Achtergrond (2900-2334 v.Chr.)Edit
Tijdens de Vroege Dynastieke Periode in Mesopotamië (ca. 2900-2350 v. Chr.) deden de heersers van de verschillende stadstaten (waarvan Ur, Uruk, Lagash, Umma en Kish de meest prominente waren) in de regio vaak invallen in regio’s en steden ver van hun eigen grondgebied, meestal met verwaarloosbare gevolgen voor henzelf, om tijdelijke en kleine rijken te stichten en zo een superieure positie ten opzichte van de andere stadstaten te verwerven of te behouden. Deze vroege imperiumvorming werd aangemoedigd omdat de machtigste vorsten vaak werden beloond met de meest prestigieuze titels, zoals de titel van lugal (letterlijk “grote man” maar vaak geïnterpreteerd als “koning”, waarschijnlijk met militaire connotaties). De meeste van deze vroege heersers hadden deze titels waarschijnlijk eerder verworven dan geërfd.
Op den duur mondde dit streven om prestigieuzer en machtiger te zijn dan de andere stadstaten uit in een algemeen streven naar universele heerschappij. Aangezien Mesopotamië werd gelijkgesteld aan de hele wereld en Soemerische steden ver en wijd waren gebouwd (steden als Susa, Mari en Assur lagen in de buurt van de waargenomen hoeken van de wereld) leek het mogelijk de randen van de wereld te bereiken (in die tijd werd gedacht dat dit de benedenzee, de Perzische golf, en de bovenzee, de Middellandse Zee, was).
Rulers die een positie van universele heerschappij trachtten te bereiken, kwamen vaker voor in de Vroege Dynastieke IIIb-periode (ca. 2450-2350 v. Chr.), waarin twee prominente voorbeelden zijn opgetekend. Van de eerste, Lugalannemundu, koning van Adab, wordt in de Soemerische koningslijst beweerd (hoewel dit een veel latere inscriptie is, waardoor de uitgebreide heerschappij van Lugalennemundu enigszins twijfelachtig is) dat hij een groot rijk had gesticht dat geheel Mesopotamië omvatte en zich uitstrekte van het huidige Syrië tot Iran, waarbij hij zei dat hij “de Vier Hoeken onderwierp”. De tweede, Lugalzaggesi, koning van Uruk, veroverde geheel Neder Mesopotamië en beweerde (hoewel dit niet het geval was) dat zijn domein zich uitstrekte van de boven- tot de benedenzee. Lugalzaggesi werd oorspronkelijk eenvoudig “Koning van Uruk” genoemd en nam de titel “Koning van het Land” (Soemerisch: lugal-kalam-ma) aan om aanspraak te maken op universele heerschappij. Deze titel was ook gebruikt door sommige vroegere Soemerische koningen die aanspraak maakten op de heerschappij over geheel Soemerië, zoals Enshakushanna van Uruk.
Sargon van Akkad en zijn opvolgers (2334-2154 v. Chr.)

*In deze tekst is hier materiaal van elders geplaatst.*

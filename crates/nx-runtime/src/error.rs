// error.rs - Runtime errors and their mapping onto the wire taxonomy.
//
// Handlers return `NexxonError`. Errors from the other Nexxon crates reach
// it through `From<RuntimeError>` or the `IntoNexxonError` conversions
// below; nothing untyped crosses the dispatch boundary.

use thiserror::Error;

use nx_audit::AuditError;
use nx_ledger::LedgerError;
use nx_policy::PolicyError;
use nx_protocol::{ErrorCode, NexxonError};
use nx_provider::{BreakerError, ProviderError, RegistryError};

/// Errors that can occur while building or running the runtime.
#[derive(Debug, Error)]
pub enum RuntimeError {
    /// Configuration could not be read or parsed.
    #[error("invalid configuration in {path}: {reason}")]
    Config { path: String, reason: String },

    #[error("policy error: {0}")]
    Policy(#[from] PolicyError),

    #[error("audit error: {0}")]
    Audit(#[from] AuditError),

    #[error("ledger error: {0}")]
    Ledger(#[from] LedgerError),

    /// A file I/O operation failed.
    #[error("I/O error at {path}: {source}")]
    Io {
        path: String,
        source: std::io::Error,
    },

    /// The file scanner could not walk the project.
    #[error("file scan failed: {0}")]
    Scan(String),

    #[error("server error: {0}")]
    Server(String),
}

impl RuntimeError {
    pub(crate) fn io(path: impl AsRef<std::path::Path>, source: std::io::Error) -> Self {
        RuntimeError::Io {
            path: path.as_ref().display().to_string(),
            source,
        }
    }
}

impl From<RuntimeError> for NexxonError {
    fn from(err: RuntimeError) -> Self {
        let code = match &err {
            RuntimeError::Scan(_) => ErrorCode::IndexCorrupt,
            _ => ErrorCode::RuntimeError,
        };
        NexxonError::new(code, err.to_string())
    }
}

/// Conversion of another crate's error into the wire error.
pub trait IntoNexxonError {
    fn into_nexxon(self) -> NexxonError;
}

impl IntoNexxonError for ProviderError {
    fn into_nexxon(self) -> NexxonError {
        let code = match &self {
            ProviderError::Timeout { .. } => ErrorCode::ProviderTimeout,
            ProviderError::Unavailable { .. } => ErrorCode::ProviderUnavailable,
            ProviderError::Auth { .. } => ErrorCode::ProviderAuthFailed,
            ProviderError::Quota { .. } => ErrorCode::ProviderQuotaExceeded,
            ProviderError::MissingCredential { .. } | ProviderError::Other { .. } => {
                ErrorCode::LlmError
            }
        };
        NexxonError::new(code, self.to_string())
    }
}

impl IntoNexxonError for BreakerError<ProviderError> {
    fn into_nexxon(self) -> NexxonError {
        match self {
            BreakerError::Inner(inner) => inner.into_nexxon(),
            BreakerError::Open { .. } => NexxonError::new(ErrorCode::CircuitOpen, self.to_string()),
            BreakerError::NotRegistered { .. } => {
                NexxonError::new(ErrorCode::ProviderUnavailable, self.to_string())
            }
        }
    }
}

impl IntoNexxonError for RegistryError {
    fn into_nexxon(self) -> NexxonError {
        NexxonError::new(ErrorCode::ProviderUnavailable, self.to_string())
    }
}

impl IntoNexxonError for LedgerError {
    fn into_nexxon(self) -> NexxonError {
        RuntimeError::from(self).into()
    }
}

impl IntoNexxonError for AuditError {
    fn into_nexxon(self) -> NexxonError {
        RuntimeError::from(self).into()
    }
}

In de begindagen van de Mesopotamische rijksvorming ging het meestal om een strijd tussen de koningen van de meest vooraanstaande steden. In deze begintijd werd de titel “Koning van Kisj” al erkend als een titel van bijzonder prestige, waarbij de stad werd gezien als een stad met een soort voorrang boven de andere steden. In de tijd van Sargon van Akkad betekende “Koning van Kisj” een goddelijk gevolmachtigd heerser met het recht om over geheel Soemerië te heersen, het zou in de Vroeg-Dynastieke IIIb-periode al enigszins kunnen hebben verwezen naar een universeel heerser. Het gebruik van de titel, die niet beperkt was tot koningen die de stad zelf in bezit hadden, impliceerde dat de heerser een stedenbouwer was, een overwinnaar in oorlogen en een rechtvaardige rechter. Volgens de Soemerische koningslijst was de stad Kisj de plaats waar het koningschap na de zondvloed vanuit de hemel werd neergelaten, en waren de heersers ervan de belichaming van het menselijke koningschap.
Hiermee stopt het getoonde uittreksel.